RSS is an incredibly powerful way to manage content. Using RSS you can provide a feed to users and your website simultaneously. You can then have items your site, such as WordPress dynamically generate pages for browsers using items published in the feed and have users able to view the feed without seeing the rich media objects that you might also put on the site.

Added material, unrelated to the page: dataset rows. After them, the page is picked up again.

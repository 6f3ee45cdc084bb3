//! Ordered plugin registry.

use crate::error::{DetectError, Result};

use super::archives::{HobetaArchive, IceArchive, SclArchive};
use super::players::{AyMultitrack, SndhMultitrack, YmPlayer};
use super::{Capabilities, PluginDescriptor};

/// Immutable, ordered set of plugins. Earlier plugins win when several match.
#[derive(Debug, Default)]
pub struct PluginCatalog {
    plugins: Vec<PluginDescriptor>,
}

impl PluginCatalog {
    /// Empty catalog.
    pub fn new() -> Self {
        Self::default()
    }

    /// Append `plugin`; ids must be unique.
    pub fn with_plugin(mut self, plugin: PluginDescriptor) -> Result<Self> {
        if self.get(plugin.id).is_some() {
            return Err(DetectError::Config(format!(
                "duplicate plugin id '{}'",
                plugin.id
            )));
        }
        self.plugins.push(plugin);
        Ok(self)
    }

    /// Every built-in plugin in default priority order: archives first, then players.
    pub fn builtin() -> Result<Self> {
        let catalog = Self::new()
            .with_plugin(PluginDescriptor::archive(
                "HOBETA",
                Capabilities::empty(),
                HobetaArchive::new()?,
            ))?
            .with_plugin(PluginDescriptor::archive(
                "SCL",
                Capabilities::empty(),
                SclArchive::new()?,
            ))?
            .with_plugin(PluginDescriptor::archive(
                "ICE",
                Capabilities::PACKED,
                IceArchive::new()?,
            ))?;

        #[cfg(feature = "lha")]
        let catalog = catalog.with_plugin(PluginDescriptor::archive(
            "LHA",
            Capabilities::PACKED,
            super::archives::LhaArchive::new()?,
        ))?;

        catalog
            .with_plugin(PluginDescriptor::multitrack(
                "AY",
                Capabilities::DEVICE_AY | Capabilities::CPU_Z80,
                AyMultitrack::new()?,
            ))?
            .with_plugin(PluginDescriptor::multitrack(
                "SNDH",
                Capabilities::DEVICE_AY | Capabilities::CPU_M68K,
                SndhMultitrack::new()?,
            ))?
            .with_plugin(PluginDescriptor::player(
                "YM",
                Capabilities::DEVICE_AY,
                YmPlayer::new()?,
            ))
    }

    /// Move the listed ids to the front, in the listed order. Unlisted plugins keep
    /// their relative order.
    ///
    /// ```
    /// use chipscan::PluginCatalog;
    ///
    /// let catalog = PluginCatalog::builtin().unwrap().reordered(&["YM", "SCL"]).unwrap();
    /// assert_eq!(&catalog.ids()[..3], &["YM", "SCL", "HOBETA"]);
    /// assert!(PluginCatalog::builtin().unwrap().reordered(&["MOD"]).is_err());
    /// ```
    pub fn reordered<S: AsRef<str>>(mut self, order: &[S]) -> Result<Self> {
        let mut front = Vec::with_capacity(order.len());
        for id in order {
            let id = id.as_ref();
            let idx = self
                .plugins
                .iter()
                .position(|plugin| plugin.id == id)
                .ok_or_else(|| DetectError::UnknownPlugin(id.to_string()))?;
            front.push(self.plugins.remove(idx));
        }
        front.append(&mut self.plugins);
        Ok(Self { plugins: front })
    }

    /// Effective order of plugin ids.
    pub fn ids(&self) -> Vec<&'static str> {
        self.plugins.iter().map(|plugin| plugin.id).collect()
    }

    /// Plugins in priority order.
    pub fn iter(&self) -> impl Iterator<Item = &PluginDescriptor> {
        self.plugins.iter()
    }

    /// Plugin with `id`.
    pub fn get(&self, id: &str) -> Option<&PluginDescriptor> {
        self.plugins.iter().find(|plugin| plugin.id == id)
    }

    /// Number of plugins.
    pub fn len(&self) -> usize {
        self.plugins.len()
    }

    /// Whether the catalog has no plugins.
    pub fn is_empty(&self) -> bool {
        self.plugins.is_empty()
    }
}

#[cfg(test)]
mod tests {
    use super::*;

    #[test]
    fn builtin_order() {
        let catalog = PluginCatalog::builtin().unwrap();
        let ids = catalog.ids();
        assert_eq!(&ids[..3], &["HOBETA", "SCL", "ICE"]);
        assert_eq!(&ids[ids.len() - 3..], &["AY", "SNDH", "YM"]);
        assert!(catalog.get("AY").unwrap().capabilities.contains(Capabilities::MULTITRACK));
    }

    #[test]
    fn reorder_keeps_unlisted_relative_order() {
        let catalog = PluginCatalog::builtin().unwrap();
        let count = catalog.len();
        let catalog = catalog.reordered(&["SNDH", "HOBETA"]).unwrap();
        let ids = catalog.ids();
        assert_eq!(ids.len(), count);
        assert_eq!(&ids[..4], &["SNDH", "HOBETA", "SCL", "ICE"]);
        assert_eq!(&ids[ids.len() - 2..], &["AY", "YM"]);
    }

    #[test]
    fn reorder_rejects_unknown_and_repeated_ids() {
        let err = PluginCatalog::builtin().unwrap().reordered(&["XM"]).unwrap_err();
        assert!(matches!(err, DetectError::UnknownPlugin(id) if id == "XM"));
        assert!(PluginCatalog::builtin().unwrap().reordered(&["AY", "AY"]).is_err());
    }

    #[test]
    fn duplicate_ids_rejected() {
        let catalog = PluginCatalog::builtin().unwrap();
        let again = HobetaArchive::new().unwrap();
        assert!(catalog
            .with_plugin(PluginDescriptor::archive("HOBETA", Capabilities::empty(), again))
            .is_err());
    }
}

A basic RSS feed might include something like the following:
<item>
<title>My Article</title>
<link>http://https://krypted.com//article1</link>
<description>Some article on my site.</description>
</item>
Each of the above items is a field that has been defined in the rss file that is used to view your feed, similar to an LDAP schema, headers on an Excel spreadsheet or table headers in a database. MagpieRSS is a php script that parses these RSS feeds. It is fast, flexible and can be as easy to integrate into your site as:
require(‘rss_fetch.inc’);
$rss = fetch_rss($url);
There are 4 scripts in Magpie (so I guess it’s more of a framework really):
- rss_fetch.inc – gets an object or array of objects from an RSS feed.
- rss_parse.inc – parses an RSS object, and therefore provides flexibility in dealing with the feed.
- rss_cache.inc – caches RSS objects.
- rss_utils.inc – provides other basic functions of dealing with RSS originated objects.
Magpie can then be inserted into a page and display the items in feeds, even multiple feeds if you have content from a few different sites you would like to display. You can also parse this information, so that you should articles that have a specific pattern in them. This allows for syndication of content across a number of systems.